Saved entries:
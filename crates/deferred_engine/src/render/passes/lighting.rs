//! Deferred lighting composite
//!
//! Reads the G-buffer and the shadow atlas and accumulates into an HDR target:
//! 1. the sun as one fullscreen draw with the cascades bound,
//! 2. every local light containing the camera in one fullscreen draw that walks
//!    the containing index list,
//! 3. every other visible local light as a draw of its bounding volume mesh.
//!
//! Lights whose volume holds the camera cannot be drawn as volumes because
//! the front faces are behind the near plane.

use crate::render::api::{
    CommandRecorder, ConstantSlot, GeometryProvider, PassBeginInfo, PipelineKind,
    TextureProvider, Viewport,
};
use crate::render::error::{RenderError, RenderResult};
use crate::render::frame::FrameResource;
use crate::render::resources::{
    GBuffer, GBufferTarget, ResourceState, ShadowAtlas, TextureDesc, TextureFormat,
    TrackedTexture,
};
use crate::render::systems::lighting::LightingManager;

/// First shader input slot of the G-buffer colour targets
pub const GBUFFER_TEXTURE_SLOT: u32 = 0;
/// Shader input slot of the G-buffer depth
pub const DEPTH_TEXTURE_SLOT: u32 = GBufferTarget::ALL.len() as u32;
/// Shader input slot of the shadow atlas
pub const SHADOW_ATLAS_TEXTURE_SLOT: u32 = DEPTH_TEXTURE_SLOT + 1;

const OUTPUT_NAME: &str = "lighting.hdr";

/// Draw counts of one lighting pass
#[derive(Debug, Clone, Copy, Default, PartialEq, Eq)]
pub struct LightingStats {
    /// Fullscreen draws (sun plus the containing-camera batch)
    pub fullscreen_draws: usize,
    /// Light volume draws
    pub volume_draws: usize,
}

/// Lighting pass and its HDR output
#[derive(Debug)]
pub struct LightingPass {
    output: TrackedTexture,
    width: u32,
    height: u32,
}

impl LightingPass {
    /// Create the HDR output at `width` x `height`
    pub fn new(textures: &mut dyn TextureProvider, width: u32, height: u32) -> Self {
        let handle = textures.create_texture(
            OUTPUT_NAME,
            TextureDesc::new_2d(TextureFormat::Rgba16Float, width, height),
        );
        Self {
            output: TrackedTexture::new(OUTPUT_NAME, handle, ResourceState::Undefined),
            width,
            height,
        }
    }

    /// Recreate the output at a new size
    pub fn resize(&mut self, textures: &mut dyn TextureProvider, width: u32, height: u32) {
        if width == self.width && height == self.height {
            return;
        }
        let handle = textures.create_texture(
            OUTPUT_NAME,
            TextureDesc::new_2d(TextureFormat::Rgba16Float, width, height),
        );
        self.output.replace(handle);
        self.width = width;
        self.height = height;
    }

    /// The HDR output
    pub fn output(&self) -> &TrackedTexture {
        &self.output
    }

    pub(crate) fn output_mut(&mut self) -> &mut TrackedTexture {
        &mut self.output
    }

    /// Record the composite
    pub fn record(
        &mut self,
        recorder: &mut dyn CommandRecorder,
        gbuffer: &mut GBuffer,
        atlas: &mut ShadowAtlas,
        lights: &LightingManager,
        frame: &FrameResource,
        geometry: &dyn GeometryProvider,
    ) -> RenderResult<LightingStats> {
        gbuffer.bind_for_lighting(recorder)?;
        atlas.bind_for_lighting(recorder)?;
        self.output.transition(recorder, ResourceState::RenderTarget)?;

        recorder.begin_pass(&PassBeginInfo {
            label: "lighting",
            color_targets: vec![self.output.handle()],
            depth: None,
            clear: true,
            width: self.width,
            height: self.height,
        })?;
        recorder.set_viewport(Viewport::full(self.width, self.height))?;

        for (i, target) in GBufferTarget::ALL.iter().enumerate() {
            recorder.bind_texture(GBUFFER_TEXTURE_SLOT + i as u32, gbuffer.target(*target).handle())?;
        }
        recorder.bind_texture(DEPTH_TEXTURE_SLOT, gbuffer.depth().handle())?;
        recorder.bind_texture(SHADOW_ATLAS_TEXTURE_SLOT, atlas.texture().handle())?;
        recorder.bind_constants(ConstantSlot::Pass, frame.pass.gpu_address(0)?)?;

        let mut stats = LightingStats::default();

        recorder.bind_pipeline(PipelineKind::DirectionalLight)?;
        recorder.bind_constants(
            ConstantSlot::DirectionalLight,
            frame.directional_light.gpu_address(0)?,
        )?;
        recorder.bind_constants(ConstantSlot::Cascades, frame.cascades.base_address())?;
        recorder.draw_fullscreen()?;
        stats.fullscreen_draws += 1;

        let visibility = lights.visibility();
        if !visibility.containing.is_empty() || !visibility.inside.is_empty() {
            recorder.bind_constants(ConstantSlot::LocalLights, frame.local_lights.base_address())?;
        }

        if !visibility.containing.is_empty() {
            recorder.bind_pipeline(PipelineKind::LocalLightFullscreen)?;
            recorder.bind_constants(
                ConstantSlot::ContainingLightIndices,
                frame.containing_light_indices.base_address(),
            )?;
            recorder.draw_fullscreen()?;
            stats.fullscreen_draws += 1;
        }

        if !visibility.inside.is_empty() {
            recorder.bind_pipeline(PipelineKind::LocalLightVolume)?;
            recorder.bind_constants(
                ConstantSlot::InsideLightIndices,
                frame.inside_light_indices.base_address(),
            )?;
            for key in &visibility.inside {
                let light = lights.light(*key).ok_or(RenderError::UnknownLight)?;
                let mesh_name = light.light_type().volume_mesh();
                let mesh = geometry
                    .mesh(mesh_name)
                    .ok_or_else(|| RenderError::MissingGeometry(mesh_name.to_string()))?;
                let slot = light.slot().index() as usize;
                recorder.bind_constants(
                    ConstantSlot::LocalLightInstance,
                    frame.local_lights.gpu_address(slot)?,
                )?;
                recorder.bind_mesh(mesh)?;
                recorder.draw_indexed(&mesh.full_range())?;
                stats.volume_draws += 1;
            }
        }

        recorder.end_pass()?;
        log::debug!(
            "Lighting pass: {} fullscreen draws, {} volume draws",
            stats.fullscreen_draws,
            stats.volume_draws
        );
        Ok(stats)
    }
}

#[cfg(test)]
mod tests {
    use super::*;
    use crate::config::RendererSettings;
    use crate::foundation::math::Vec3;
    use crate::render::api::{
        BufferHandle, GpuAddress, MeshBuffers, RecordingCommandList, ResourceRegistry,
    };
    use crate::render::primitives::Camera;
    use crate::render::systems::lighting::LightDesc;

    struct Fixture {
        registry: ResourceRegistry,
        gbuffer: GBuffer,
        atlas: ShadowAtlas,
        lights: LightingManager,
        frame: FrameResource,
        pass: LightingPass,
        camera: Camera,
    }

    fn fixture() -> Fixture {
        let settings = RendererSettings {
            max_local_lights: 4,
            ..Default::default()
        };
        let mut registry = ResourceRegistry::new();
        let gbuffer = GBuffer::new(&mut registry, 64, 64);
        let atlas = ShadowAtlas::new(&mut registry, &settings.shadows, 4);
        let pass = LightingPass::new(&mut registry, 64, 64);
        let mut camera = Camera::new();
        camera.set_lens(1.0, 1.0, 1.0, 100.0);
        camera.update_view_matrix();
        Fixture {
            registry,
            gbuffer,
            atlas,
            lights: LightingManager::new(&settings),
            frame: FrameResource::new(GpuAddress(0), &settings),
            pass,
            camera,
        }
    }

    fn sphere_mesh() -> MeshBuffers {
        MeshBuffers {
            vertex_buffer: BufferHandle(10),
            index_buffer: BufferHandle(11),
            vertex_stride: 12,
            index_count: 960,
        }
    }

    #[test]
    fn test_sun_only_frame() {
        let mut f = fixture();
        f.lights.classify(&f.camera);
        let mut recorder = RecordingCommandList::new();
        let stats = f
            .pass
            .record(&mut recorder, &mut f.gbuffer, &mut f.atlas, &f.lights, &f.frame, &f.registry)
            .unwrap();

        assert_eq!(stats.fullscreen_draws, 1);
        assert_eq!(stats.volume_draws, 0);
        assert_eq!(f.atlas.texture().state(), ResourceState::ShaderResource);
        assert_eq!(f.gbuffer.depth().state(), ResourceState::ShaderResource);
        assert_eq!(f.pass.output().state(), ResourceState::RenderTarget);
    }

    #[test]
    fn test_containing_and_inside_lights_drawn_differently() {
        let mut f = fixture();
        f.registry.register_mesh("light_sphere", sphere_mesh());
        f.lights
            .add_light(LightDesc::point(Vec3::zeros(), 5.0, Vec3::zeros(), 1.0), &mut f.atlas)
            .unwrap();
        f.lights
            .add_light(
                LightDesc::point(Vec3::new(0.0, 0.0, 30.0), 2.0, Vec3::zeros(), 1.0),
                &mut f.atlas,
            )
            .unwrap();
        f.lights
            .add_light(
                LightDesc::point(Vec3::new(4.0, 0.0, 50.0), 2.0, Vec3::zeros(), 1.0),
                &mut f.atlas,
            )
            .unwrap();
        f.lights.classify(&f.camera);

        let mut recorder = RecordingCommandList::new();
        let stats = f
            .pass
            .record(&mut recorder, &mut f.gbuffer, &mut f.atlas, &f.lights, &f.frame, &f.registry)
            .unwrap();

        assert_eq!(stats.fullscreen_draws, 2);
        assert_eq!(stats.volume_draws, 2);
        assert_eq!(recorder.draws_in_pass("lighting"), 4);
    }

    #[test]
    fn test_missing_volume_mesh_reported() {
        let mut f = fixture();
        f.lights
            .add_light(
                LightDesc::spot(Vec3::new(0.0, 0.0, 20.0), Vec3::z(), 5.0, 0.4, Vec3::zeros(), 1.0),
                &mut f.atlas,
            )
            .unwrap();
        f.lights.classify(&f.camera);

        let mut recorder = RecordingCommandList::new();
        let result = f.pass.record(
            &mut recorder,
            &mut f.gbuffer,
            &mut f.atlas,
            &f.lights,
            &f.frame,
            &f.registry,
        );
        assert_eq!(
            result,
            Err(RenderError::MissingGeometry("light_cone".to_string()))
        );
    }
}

--

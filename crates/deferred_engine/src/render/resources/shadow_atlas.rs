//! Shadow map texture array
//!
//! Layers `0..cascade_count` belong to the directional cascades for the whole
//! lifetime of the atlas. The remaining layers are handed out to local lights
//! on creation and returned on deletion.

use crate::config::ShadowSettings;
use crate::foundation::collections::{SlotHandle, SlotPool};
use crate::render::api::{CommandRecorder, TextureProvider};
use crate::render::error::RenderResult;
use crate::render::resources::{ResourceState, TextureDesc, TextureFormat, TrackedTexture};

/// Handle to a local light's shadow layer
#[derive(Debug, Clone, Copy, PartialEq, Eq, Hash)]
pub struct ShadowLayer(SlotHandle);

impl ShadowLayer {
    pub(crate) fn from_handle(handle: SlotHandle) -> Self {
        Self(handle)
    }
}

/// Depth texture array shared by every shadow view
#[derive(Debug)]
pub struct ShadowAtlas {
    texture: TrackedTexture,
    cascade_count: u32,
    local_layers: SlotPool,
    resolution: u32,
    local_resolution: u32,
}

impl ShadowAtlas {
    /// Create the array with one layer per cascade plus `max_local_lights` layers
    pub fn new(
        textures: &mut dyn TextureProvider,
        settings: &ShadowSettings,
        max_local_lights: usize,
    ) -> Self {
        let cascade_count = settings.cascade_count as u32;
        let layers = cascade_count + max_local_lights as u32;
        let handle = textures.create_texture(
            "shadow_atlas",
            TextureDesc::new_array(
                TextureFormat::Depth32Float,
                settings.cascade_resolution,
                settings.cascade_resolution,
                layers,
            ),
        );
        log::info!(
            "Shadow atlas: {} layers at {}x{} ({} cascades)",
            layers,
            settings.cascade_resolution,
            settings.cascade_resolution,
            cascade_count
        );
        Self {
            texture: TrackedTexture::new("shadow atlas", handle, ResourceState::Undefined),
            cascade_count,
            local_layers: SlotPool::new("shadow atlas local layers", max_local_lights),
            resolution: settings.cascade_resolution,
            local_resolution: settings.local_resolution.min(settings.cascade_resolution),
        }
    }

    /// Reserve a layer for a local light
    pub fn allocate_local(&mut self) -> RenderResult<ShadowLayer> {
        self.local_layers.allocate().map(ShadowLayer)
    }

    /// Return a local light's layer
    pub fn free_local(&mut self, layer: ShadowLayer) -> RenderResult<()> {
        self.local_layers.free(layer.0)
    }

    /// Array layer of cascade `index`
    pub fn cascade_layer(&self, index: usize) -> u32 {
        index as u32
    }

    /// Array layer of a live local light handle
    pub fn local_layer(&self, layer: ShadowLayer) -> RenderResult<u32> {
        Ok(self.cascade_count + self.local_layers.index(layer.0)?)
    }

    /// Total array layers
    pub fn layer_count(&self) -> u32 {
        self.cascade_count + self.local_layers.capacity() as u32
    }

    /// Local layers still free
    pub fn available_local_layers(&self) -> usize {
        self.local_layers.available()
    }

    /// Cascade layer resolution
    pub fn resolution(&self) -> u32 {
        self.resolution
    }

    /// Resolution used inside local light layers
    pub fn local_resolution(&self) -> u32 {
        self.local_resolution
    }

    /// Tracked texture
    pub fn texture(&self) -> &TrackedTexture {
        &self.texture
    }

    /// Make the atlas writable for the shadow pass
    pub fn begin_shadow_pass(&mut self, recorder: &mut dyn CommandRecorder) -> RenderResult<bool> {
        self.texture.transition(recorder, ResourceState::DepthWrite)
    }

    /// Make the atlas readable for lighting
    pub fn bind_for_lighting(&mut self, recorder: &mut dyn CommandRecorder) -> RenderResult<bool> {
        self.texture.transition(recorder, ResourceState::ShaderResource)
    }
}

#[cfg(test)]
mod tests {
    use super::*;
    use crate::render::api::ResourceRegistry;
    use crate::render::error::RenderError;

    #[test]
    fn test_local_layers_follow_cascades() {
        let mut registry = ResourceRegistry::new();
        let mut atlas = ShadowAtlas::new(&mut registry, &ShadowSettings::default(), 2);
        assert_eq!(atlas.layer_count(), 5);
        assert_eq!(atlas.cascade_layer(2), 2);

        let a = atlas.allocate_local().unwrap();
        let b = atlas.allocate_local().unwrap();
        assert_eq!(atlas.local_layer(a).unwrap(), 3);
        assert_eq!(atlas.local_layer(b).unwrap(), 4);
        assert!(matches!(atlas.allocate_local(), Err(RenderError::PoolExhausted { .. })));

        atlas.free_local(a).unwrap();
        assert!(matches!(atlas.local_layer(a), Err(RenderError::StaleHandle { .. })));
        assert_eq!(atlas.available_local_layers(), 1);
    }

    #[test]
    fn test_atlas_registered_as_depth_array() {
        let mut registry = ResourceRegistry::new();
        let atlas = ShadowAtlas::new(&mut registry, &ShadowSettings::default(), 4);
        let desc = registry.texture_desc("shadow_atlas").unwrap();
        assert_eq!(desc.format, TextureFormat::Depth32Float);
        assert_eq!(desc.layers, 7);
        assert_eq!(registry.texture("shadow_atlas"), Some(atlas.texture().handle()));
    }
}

**What is expected:** From the entries above, copy every line containing the word "TextureDesc".

**Result:**
    GBuffer, GBufferTarget, ResourceState, ShadowAtlas, TextureDesc, TextureFormat,
            TextureDesc::new_2d(TextureFormat::Rgba16Float, width, height),
            TextureDesc::new_2d(TextureFormat::Rgba16Float, width, height),
use crate::render::resources::{ResourceState, TextureDesc, TextureFormat, TrackedTexture};
            TextureDesc::new_array(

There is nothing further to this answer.